In the face of incomplete data, creative conjectures and presumed hypothetical scenarios, how should we approach the current frustrating dilemma? The following recommendations are an attempt restore the balance and provide sensible constructive suggestions to interventional physicians and institutions who remain concerned that some patients may be at increased risk after Cypher™ stent implantation.

Ongoing and more rigorous data collection is essential to better understand the true nature of the current situation. This requires a collaborative effort from Cordis, the FDA, and physicians who now must scrupulously report all events.
Safety is always more important than efficacy – restenosis is tolerable, but stent thrombosis is not – all efforts must be directed to minimize the frequency of stent thrombosis.

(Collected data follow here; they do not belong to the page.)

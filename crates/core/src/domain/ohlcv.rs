use crate::ingest::types::DailyBar;
use chrono::NaiveDate;
use serde::Serialize;

/// Columnar price history; every column has one entry per date, index-aligned.
#[derive(Debug, Clone, Default, PartialEq, Serialize)]
pub struct OhlcvSeries {
    pub dates: Vec<NaiveDate>,
    pub open: Vec<Option<f64>>,
    pub high: Vec<Option<f64>>,
    pub low: Vec<Option<f64>>,
    pub close: Vec<Option<f64>>,
    pub volume: Vec<u64>,
}

impl OhlcvSeries {
    /// Rows without any price are skipped. Missing volume is reported as zero.
    pub fn from_bars(bars: &[DailyBar]) -> Self {
        let mut out = Self::default();
        for bar in bars.iter().filter(|b| b.has_any_price()) {
            out.dates.push(bar.date);
            out.open.push(bar.open);
            out.high.push(bar.high);
            out.low.push(bar.low);
            out.close.push(bar.close);
            out.volume.push(bar.volume.unwrap_or(0));
        }
        out
    }

    pub fn len(&self) -> usize {
        self.dates.len()
    }

    pub fn is_empty(&self) -> bool {
        self.dates.is_empty()
    }
}
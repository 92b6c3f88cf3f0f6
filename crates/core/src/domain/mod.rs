pub mod ohlcv;
pub mod pivot;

During the time of product shortages, interventional physicians should not compensate by using incorrect stent sizes for the intended anatomy! Expectations are that inventories will be restored to full capacity with all stent sizes in the next few months...this is a temporary situation!
Interventional physicians should completely understand the use characteristics of the Cypher™ stent, especially the recommended stent expansion ranges and optimal implantation pressures (at least 14 atm).
All other technique considerations including, meticulous attention to pre- and post-dilation strategies, and increased stent length to cover all inflow and outflow disease are essential to optimize stent deployment.
Concerned physicians should (for the time being) avoid complex lesions and fully adhere to the approved clinical indications...lesions <30 mm in length in vessels 2.5 – 3.5mm in diameter, excluding bifurcations, total occlusions, ostial lesions, instent restenosis, saphenous vein grafts, and acute MI or thrombus-containing lesions.
The increased use of intravascular ultrasound should be considered to clarify the target lesion and to verify optimal stent deployment (stent cross-sectional area and apposition).
Glycoprotein IIb/IIIa platelet inhibitors are recommended in complex lesions or in cases of intra-procedural complications and imperfect stent implantation results.
Strict compliance with recommended post-procedure anti-platelet regimens is mandatory – at least three months of combination ASA and clopidogrel therapy, with strong consideration of longer courses (up to one year), especially in higher thrombosis risk situations.
The introduction of potent new cardiovascular devices with great potential and high expectations to provide incremental patient benefits is never simple or without "dark side" considerations. Over-reaction to the recent claims of increased Cypher™ stent thrombosis are not supported by the facts and should not dampen our long-term enthusiasm for drug-eluting stents. However, these claims cannot be idly dismissed and require a thoughtful response by all concerned parties. We believe that the increased awareness engendered by the current publicity will result in improved interventional operator technique, more careful patient and device selection, and meticulous attention to intra- and post-procedural adjunctive pharmacology.